■ DATA SUPPLIED
-.-.-

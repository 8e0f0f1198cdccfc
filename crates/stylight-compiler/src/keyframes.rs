//! `@keyframes` rendering.

use crate::properties::render_declarations;
use crate::CompileError;
use stylight_descriptor::{KeyframesRule, KeyframesStep};

/// Render a keyframes rule as one complete at-rule.
///
/// ```text
/// @keyframes fade{from {opacity:0}to {opacity:1}}
/// @keyframes pulse{25% {opacity:.5}75% {opacity:1}}
/// ```
pub fn render_keyframes(rule: &KeyframesRule) -> Result<String, CompileError> {
    let mut out = format!("@keyframes {}{{", rule.name);

    for step in &rule.steps {
        match step {
            KeyframesStep::FromTo { from, to } => {
                out.push_str(&format!("from {{{}}}", render_declarations(from)?));
                out.push_str(&format!("to {{{}}}", render_declarations(to)?));
            }
            KeyframesStep::Percentage { percentage, css } => {
                out.push_str(&format!("{percentage}% {{{}}}", render_declarations(css)?));
            }
        }
    }

    out.push('}');
    Ok(out)
}
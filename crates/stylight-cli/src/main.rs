use clap::{Parser, Subcommand};
use std::path::Path;
use stylight_compiler::{SeedSpec, StyleSheet};
use stylight_descriptor::StyleDescriptor;

#[derive(Parser)]
#[command(name = "stylight")]
#[command(about = "stylight — compiles nested style descriptors into flat stylesheets")]
#[command(version)]
struct Cli {
    /// Log compilation details (overridden by RUST_LOG)
    #[arg(short, long, global = true)]
    verbose: bool,

    #[command(subcommand)]
    command: Command,
}

#[derive(Subcommand)]
enum Command {
    /// Compile a JSON style descriptor to CSS
    Build {
        /// Input .json descriptor
        path: String,

        /// Seed prefix applied to rule names
        #[arg(long, env = "STYLIGHT_SEED")]
        seed: Option<String>,

        /// Output file (defaults to <input>.css next to the source)
        #[arg(short, long)]
        output: Option<String>,
    },

    /// Print the scope tree built for a descriptor as JSON
    Explain {
        /// Input .json descriptor
        path: String,

        /// Seed prefix applied to rule names
        #[arg(long, env = "STYLIGHT_SEED")]
        seed: Option<String>,
    },

    /// Check a descriptor for errors without writing output
    Check {
        /// Input .json descriptor
        path: String,
    },
}

fn main() {
    let cli = Cli::parse();

    let level = if cli.verbose { "debug" } else { "warn" };
    env_logger::Builder::from_env(env_logger::Env::default().default_filter_or(level)).init();

    match cli.command {
        Command::Build { path, seed, output } => cmd_build(&path, seed, output.as_deref()),
        Command::Explain { path, seed } => cmd_explain(&path, seed),
        Command::Check { path } => cmd_check(&path),
    }
}

fn read_descriptor(path: &str) -> StyleDescriptor {
    let p = Path::new(path);
    if !p.exists() {
        eprintln!("Error: file not found: {path}");
        std::process::exit(1);
    }
    let source = match std::fs::read_to_string(p) {
        Ok(source) => source,
        Err(e) => {
            eprintln!("Error reading {path}: {e}");
            std::process::exit(1);
        }
    };
    match serde_json::from_str(&source) {
        Ok(descriptor) => descriptor,
        Err(e) => {
            eprintln!("Invalid descriptor in {path}: {e}");
            std::process::exit(1);
        }
    }
}

fn cmd_build(path: &str, seed: Option<String>, output: Option<&str>) {
    let sheet = StyleSheet::new(read_descriptor(path), SeedSpec::from(seed));

    let css = match sheet.render() {
        Ok(css) => css,
        Err(e) => {
            eprintln!("Compile error: {e}");
            std::process::exit(1);
        }
    };

    let css_path = match output {
        Some(out) => Path::new(out).to_path_buf(),
        None => Path::new(path).with_extension("css"),
    };

    if let Err(e) = std::fs::write(&css_path, &css) {
        eprintln!("Error writing {}: {e}", css_path.display());
        std::process::exit(1);
    }

    log::info!("wrote {} bytes", css.len());
    eprintln!("Built: {}", css_path.display());
}

fn cmd_explain(path: &str, seed: Option<String>) {
    let sheet = StyleSheet::new(read_descriptor(path), SeedSpec::from(seed));

    let plan = match sheet.explain() {
        Ok(plan) => plan,
        Err(e) => {
            eprintln!("Compile error: {e}");
            std::process::exit(1);
        }
    };

    match serde_json::to_string_pretty(&plan.view()) {
        Ok(json) => println!("{json}"),
        Err(e) => {
            eprintln!("Error serializing plan: {e}");
            std::process::exit(1);
        }
    }
}

fn cmd_check(path: &str) {
    let sheet = StyleSheet::new(read_descriptor(path), SeedSpec::Identity);

    if let Err(e) = sheet.explain() {
        eprintln!("Compile error: {e}");
        std::process::exit(1);
    }

    eprintln!("OK: {path}");
}
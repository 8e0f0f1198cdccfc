//! Media query descriptors.
//!
//! A `media` entry is a list of mappings. Every key except `css` is a media
//! feature; an empty value marks a boolean feature such as `all` or `print`.

use crate::{DescriptorError, StyleDescriptor, Value};

/// The key holding the nested rule body of a media entry.
pub const CSS_PAYLOAD_KEY: &str = "css";

/// One parsed entry of a `media` list.
#[derive(Debug, Clone, PartialEq)]
pub struct MediaQuery {
    /// Feature predicates in source order.
    pub features: Vec<(String, String)>,
    pub css: StyleDescriptor,
}

impl MediaQuery {
    /// Parse a whole `media` list.
    pub fn list_from_value(value: &Value, path: &str) -> Result<Vec<Self>, DescriptorError> {
        let items = value.as_list().ok_or_else(|| {
            DescriptorError::new(
                path,
                format!("expected a list of media queries, found {}", value.shape()),
            )
        })?;

        items
            .iter()
            .enumerate()
            .filter(|(_, item)| !item.is_absent())
            .map(|(i, item)| Self::from_value(item, &format!("{path}[{i}]")))
            .collect()
    }

    /// Parse one media query mapping.
    pub fn from_value(value: &Value, path: &str) -> Result<Self, DescriptorError> {
        let entry = value.as_block().ok_or_else(|| {
            DescriptorError::new(
                path,
                format!("expected a media query mapping, found {}", value.shape()),
            )
        })?;

        let mut features = Vec::new();
        let mut css = None;

        for (key, value) in entry.iter() {
            if key == CSS_PAYLOAD_KEY {
                let block = value.as_block().ok_or_else(|| {
                    DescriptorError::new(
                        format!("{path}.{key}"),
                        format!("expected a rule body, found {}", value.shape()),
                    )
                })?;
                css = Some(block.clone());
                continue;
            }

            match value {
                Value::Absent => {}
                Value::Literal(lit) => features.push((key.to_string(), lit.to_css())),
                other => {
                    return Err(DescriptorError::new(
                        format!("{path}.{key}"),
                        format!("media feature value must be a literal, found {}", other.shape()),
                    ))
                }
            }
        }

        let css =
            css.ok_or_else(|| DescriptorError::new(path, "media query without a `css` payload"))?;

        Ok(Self { features, css })
    }

    /// Canonical `@media` prelude: features sorted by name, joined with `and`.
    ///
    /// Two queries with the same predicate set produce the same target
    /// regardless of the order their features were written in.
    pub fn target(&self) -> String {
        let mut features: Vec<&(String, String)> = self.features.iter().collect();
        features.sort_by(|a, b| a.0.cmp(&b.0));

        let predicates: Vec<String> = features
            .iter()
            .map(|(name, value)| {
                if value.is_empty() {
                    format!("({name})")
                } else {
                    format!("({name}:{value})")
                }
            })
            .collect();

        format!("@media {}", predicates.join(" and "))
    }
}
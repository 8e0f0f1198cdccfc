//! Stylesheet emission.
//!
//! Walks a finished plan depth-first and writes one block per scope that has
//! declarations. Selectors accumulate along the path from the nearest global
//! or media boundary; media children already carry full selectors, so the
//! prefix restarts inside a media block.

use crate::plan::{Plan, ScopeId, ScopeKind};

/// Serialize a plan into stylesheet text.
pub fn emit(plan: &Plan) -> String {
    let mut out = String::new();
    emit_scope(plan, plan.root(), "", &mut out);
    log::debug!("emitted {} bytes from {} scopes", out.len(), plan.len());
    out
}

fn emit_scope(plan: &Plan, id: ScopeId, prefix: &str, out: &mut String) {
    let scope = plan.node(id);

    match scope.kind() {
        ScopeKind::Global => {
            for declaration in scope.declarations() {
                out.push_str(declaration);
            }
            for child in scope.children() {
                emit_scope(plan, *child, "", out);
            }
        }
        ScopeKind::Media => {
            out.push_str(scope.fragment());
            out.push('{');
            for child in scope.children() {
                emit_scope(plan, *child, "", out);
            }
            out.push('}');
        }
        ScopeKind::Element | ScopeKind::Nested | ScopeKind::Mixin => {
            let selector = format!("{prefix}{}", scope.fragment());

            if !scope.declarations().is_empty() {
                out.push_str(&selector);
                out.push_str(" {");
                out.push_str(&scope.declarations().join(";"));
                out.push('}');
            }

            for child in scope.children() {
                emit_scope(plan, *child, &selector, out);
            }
        }
    }
}
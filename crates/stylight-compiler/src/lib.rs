//! Stylight Compiler
//!
//! Compiles a nested style descriptor into a flat stylesheet in two phases:
//! the builder classifies every key and grows a scope tree (the plan), the
//! emitter walks the finished tree and serializes it.
//!
//! ```text
//! StyleDescriptor → build_plan() → Plan → emit() → String
//! ```
//!
//! # Example
//!
//! ```
//! use stylight_compiler::{render_stylesheet, SeedSpec};
//! use stylight_descriptor::StyleDescriptor;
//!
//! let sheet = StyleDescriptor::new()
//!     .with("menu", StyleDescriptor::new().with("border", "1px solid #000"));
//! let css = render_stylesheet(&sheet, SeedSpec::Identity).unwrap();
//! assert_eq!(css, ".menu {border:1px solid #000}");
//! ```

pub mod directive;
pub mod emit;
pub mod keyframes;
pub mod plan;
pub mod properties;
pub mod seed;
pub mod sheet;

pub use emit::emit;
pub use plan::{build_plan, Plan, PlanView, Scope, ScopeId, ScopeKind};
pub use seed::{resolve_seed, SeedFn, SeedSpec};
pub use sheet::{styled_class, StyleSheet};

use stylight_descriptor::{DescriptorError, StyleDescriptor};

/// Errors raised while building a plan. Any of them aborts the compilation.
#[derive(Debug, Clone, PartialEq, thiserror::Error)]
pub enum CompileError {
    /// A hoisting directive found no ancestor scope of the kind it needs.
    #[error("`{directive}` has no enclosing {required} scope to attach to")]
    OrphanedScope {
        directive: &'static str,
        required: &'static str,
    },

    /// A `&` key without a selector suffix.
    #[error("Invalid nesting key `{key}`: expected a selector after `&`")]
    InvalidNesting { key: String },

    #[error("`{directive}` is not supported inside a media query payload")]
    UnsupportedNesting { directive: &'static str },

    #[error("Unexpected value for `{key}`: expected {expected}, found {found}")]
    UnexpectedValue {
        key: String,
        expected: &'static str,
        found: &'static str,
    },

    #[error(transparent)]
    Descriptor(#[from] DescriptorError),
}

/// Build the plan for a descriptor without serializing it.
pub fn explain_stylesheet(
    descriptor: &StyleDescriptor,
    seed: impl Into<SeedSpec>,
) -> Result<Plan, CompileError> {
    build_plan(descriptor, &resolve_seed(seed.into()))
}

/// Serialize a previously built plan.
pub fn render_explained(plan: &Plan) -> String {
    emit(plan)
}

/// Build and serialize in one go.
pub fn render_stylesheet(
    descriptor: &StyleDescriptor,
    seed: impl Into<SeedSpec>,
) -> Result<String, CompileError> {
    let plan = explain_stylesheet(descriptor, seed)?;
    Ok(emit(&plan))
}
//! Isolated stylesheets and class picking.
//!
//! A [`StyleSheet`] binds a descriptor to one resolved seed, so the class
//! names handed out by [`StyleSheet::styled_class`] always match the
//! selectors produced by [`StyleSheet::render`].

use stylight_descriptor::StyleDescriptor;

use crate::directive::is_reserved_key;
use crate::plan::{build_plan, Plan};
use crate::seed::{resolve_seed, SeedFn, SeedSpec};
use crate::{emit, CompileError};

/// Join the present tokens with a space.
pub fn styled_class(tokens: &[Option<&str>]) -> String {
    tokens.iter().flatten().copied().collect::<Vec<_>>().join(" ")
}

/// A descriptor bound to its seed.
#[derive(Debug, Clone)]
pub struct StyleSheet {
    descriptor: StyleDescriptor,
    seed: SeedFn,
}

impl StyleSheet {
    pub fn new(descriptor: StyleDescriptor, seed: impl Into<SeedSpec>) -> Self {
        Self {
            descriptor,
            seed: resolve_seed(seed.into()),
        }
    }

    pub fn descriptor(&self) -> &StyleDescriptor {
        &self.descriptor
    }

    pub fn seed(&self) -> &SeedFn {
        &self.seed
    }

    /// The class name for `token`: seeded when it names a top-level rule of
    /// this sheet, unchanged otherwise.
    pub fn class_name(&self, token: &str) -> String {
        if self.descriptor.contains_key(token) && !is_reserved_key(token) {
            self.seed.apply(token)
        } else {
            token.to_string()
        }
    }

    /// Class attribute value for a list of optional tokens.
    pub fn styled_class(&self, tokens: &[Option<&str>]) -> String {
        let names: Vec<String> = tokens.iter().flatten().map(|t| self.class_name(t)).collect();
        names.join(" ")
    }

    pub fn explain(&self) -> Result<Plan, CompileError> {
        build_plan(&self.descriptor, &self.seed)
    }

    pub fn render(&self) -> Result<String, CompileError> {
        Ok(emit(&self.explain()?))
    }

    /// A new sheet with `extension`'s entries added after this sheet's own.
    /// Keys present in both take the extension's value in their original
    /// position. The seed carries over.
    pub fn extend(&self, extension: StyleDescriptor) -> Self {
        let mut descriptor = self.descriptor.clone();
        descriptor.merge(extension);
        Self {
            descriptor,
            seed: self.seed.clone(),
        }
    }
}
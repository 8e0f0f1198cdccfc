//! Descriptor values and the ordered mapping that holds them.

use std::fmt;

use serde::de::{self, Deserialize, Deserializer, MapAccess, SeqAccess, Visitor};

/// A literal property value.
#[derive(Debug, Clone, PartialEq)]
pub enum Literal {
    String(String),
    Number(f64),
}

impl Literal {
    /// Render the literal as it appears on the right of a declaration.
    pub fn to_css(&self) -> String {
        match self {
            Literal::String(s) => s.clone(),
            Literal::Number(n) => format_number(*n),
        }
    }
}

impl fmt::Display for Literal {
    fn fmt(&self, f: &mut fmt::Formatter<'_>) -> fmt::Result {
        f.write_str(&self.to_css())
    }
}

/// Format a number in plain decimal notation. Integral values print without
/// a fractional part at any magnitude.
pub fn format_number(n: f64) -> String {
    if n == 0.0 {
        // -0 prints as "-0"
        return "0".to_string();
    }
    format!("{n}")
}

/// A value stored under a descriptor key.
#[derive(Debug, Clone, PartialEq)]
pub enum Value {
    /// `null` / `undefined`: the key is skipped by the compiler.
    Absent,
    Literal(Literal),
    Block(StyleDescriptor),
    List(Vec<Value>),
}

impl Value {
    pub fn is_absent(&self) -> bool {
        matches!(self, Value::Absent)
    }

    pub fn as_literal(&self) -> Option<&Literal> {
        match self {
            Value::Literal(lit) => Some(lit),
            _ => None,
        }
    }

    pub fn as_block(&self) -> Option<&StyleDescriptor> {
        match self {
            Value::Block(block) => Some(block),
            _ => None,
        }
    }

    pub fn as_list(&self) -> Option<&[Value]> {
        match self {
            Value::List(items) => Some(items),
            _ => None,
        }
    }

    /// Short name of the value's shape, for error messages.
    pub fn shape(&self) -> &'static str {
        match self {
            Value::Absent => "nothing",
            Value::Literal(Literal::String(_)) => "a string",
            Value::Literal(Literal::Number(_)) => "a number",
            Value::Block(_) => "a mapping",
            Value::List(_) => "a list",
        }
    }
}

impl From<&str> for Value {
    fn from(s: &str) -> Self {
        Value::Literal(Literal::String(s.to_string()))
    }
}

impl From<String> for Value {
    fn from(s: String) -> Self {
        Value::Literal(Literal::String(s))
    }
}

impl From<f64> for Value {
    fn from(n: f64) -> Self {
        Value::Literal(Literal::Number(n))
    }
}

impl From<i32> for Value {
    fn from(n: i32) -> Self {
        Value::Literal(Literal::Number(f64::from(n)))
    }
}

impl From<StyleDescriptor> for Value {
    fn from(block: StyleDescriptor) -> Self {
        Value::Block(block)
    }
}

impl From<Vec<Value>> for Value {
    fn from(items: Vec<Value>) -> Self {
        Value::List(items)
    }
}

impl<T: Into<Value>> From<Option<T>> for Value {
    fn from(value: Option<T>) -> Self {
        value.map_or(Value::Absent, Into::into)
    }
}

/// An ordered mapping of keys to values.
///
/// Insertion order is preserved; inserting an existing key replaces its value
/// in place.
#[derive(Debug, Clone, Default, PartialEq)]
pub struct StyleDescriptor {
    entries: Vec<(String, Value)>,
}

impl StyleDescriptor {
    pub fn new() -> Self {
        Self::default()
    }

    /// Builder-style insert.
    pub fn with(mut self, key: impl Into<String>, value: impl Into<Value>) -> Self {
        self.insert(key, value);
        self
    }

    pub fn insert(&mut self, key: impl Into<String>, value: impl Into<Value>) {
        let key = key.into();
        let value = value.into();
        match self.entries.iter_mut().find(|(k, _)| *k == key) {
            Some(slot) => slot.1 = value,
            None => self.entries.push((key, value)),
        }
    }

    pub fn get(&self, key: &str) -> Option<&Value> {
        self.entries.iter().find(|(k, _)| k == key).map(|(_, v)| v)
    }

    pub fn contains_key(&self, key: &str) -> bool {
        self.get(key).is_some()
    }

    pub fn iter(&self) -> impl Iterator<Item = (&str, &Value)> {
        self.entries.iter().map(|(k, v)| (k.as_str(), v))
    }

    pub fn keys(&self) -> impl Iterator<Item = &str> {
        self.entries.iter().map(|(k, _)| k.as_str())
    }

    pub fn len(&self) -> usize {
        self.entries.len()
    }

    pub fn is_empty(&self) -> bool {
        self.entries.is_empty()
    }

    /// Append every entry of `other`, replacing keys that already exist.
    pub fn merge(&mut self, other: StyleDescriptor) {
        for (key, value) in other.entries {
            self.insert(key, value);
        }
    }
}

impl<K: Into<String>, V: Into<Value>> FromIterator<(K, V)> for StyleDescriptor {
    fn from_iter<I: IntoIterator<Item = (K, V)>>(iter: I) -> Self {
        let mut descriptor = StyleDescriptor::new();
        for (key, value) in iter {
            descriptor.insert(key, value);
        }
        descriptor
    }
}

// =========================================================================
// Deserialization
// =========================================================================

struct ValueVisitor;

impl<'de> Visitor<'de> for ValueVisitor {
    type Value = Value;

    fn expecting(&self, f: &mut fmt::Formatter<'_>) -> fmt::Result {
        f.write_str("a string, number, list or style mapping")
    }

    fn visit_bool<E: de::Error>(self, v: bool) -> Result<Value, E> {
        Ok(Value::from(v.to_string()))
    }

    fn visit_i64<E: de::Error>(self, v: i64) -> Result<Value, E> {
        Ok(Value::from(v as f64))
    }

    fn visit_u64<E: de::Error>(self, v: u64) -> Result<Value, E> {
        Ok(Value::from(v as f64))
    }

    fn visit_f64<E: de::Error>(self, v: f64) -> Result<Value, E> {
        Ok(Value::from(v))
    }

    fn visit_str<E: de::Error>(self, v: &str) -> Result<Value, E> {
        Ok(Value::from(v))
    }

    fn visit_string<E: de::Error>(self, v: String) -> Result<Value, E> {
        Ok(Value::from(v))
    }

    fn visit_unit<E: de::Error>(self) -> Result<Value, E> {
        Ok(Value::Absent)
    }

    fn visit_none<E: de::Error>(self) -> Result<Value, E> {
        Ok(Value::Absent)
    }

    fn visit_some<D: Deserializer<'de>>(self, deserializer: D) -> Result<Value, D::Error> {
        Value::deserialize(deserializer)
    }

    fn visit_seq<A: SeqAccess<'de>>(self, mut seq: A) -> Result<Value, A::Error> {
        let mut items = Vec::with_capacity(seq.size_hint().unwrap_or(0));
        while let Some(item) = seq.next_element::<Value>()? {
            items.push(item);
        }
        Ok(Value::List(items))
    }

    fn visit_map<A: MapAccess<'de>>(self, map: A) -> Result<Value, A::Error> {
        DescriptorVisitor.visit_map(map).map(Value::Block)
    }
}

impl<'de> Deserialize<'de> for Value {
    fn deserialize<D: Deserializer<'de>>(deserializer: D) -> Result<Self, D::Error> {
        deserializer.deserialize_any(ValueVisitor)
    }
}

struct DescriptorVisitor;

impl<'de> Visitor<'de> for DescriptorVisitor {
    type Value = StyleDescriptor;

    fn expecting(&self, f: &mut fmt::Formatter<'_>) -> fmt::Result {
        f.write_str("a style mapping")
    }

    fn visit_map<A: MapAccess<'de>>(self, mut map: A) -> Result<StyleDescriptor, A::Error> {
        let mut descriptor = StyleDescriptor::new();
        while let Some((key, value)) = map.next_entry::<String, Value>()? {
            descriptor.insert(key, value);
        }
        Ok(descriptor)
    }
}

impl<'de> Deserialize<'de> for StyleDescriptor {
    fn deserialize<D: Deserializer<'de>>(deserializer: D) -> Result<Self, D::Error> {
        deserializer.deserialize_map(DescriptorVisitor)
    }
}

-.-.-

Reproduce every line from the preceding data in which the word "body" can be found.

■ RESPONSE
/// The key holding the nested rule body of a media entry.
                        format!("expected a rule body, found {}", value.shape()),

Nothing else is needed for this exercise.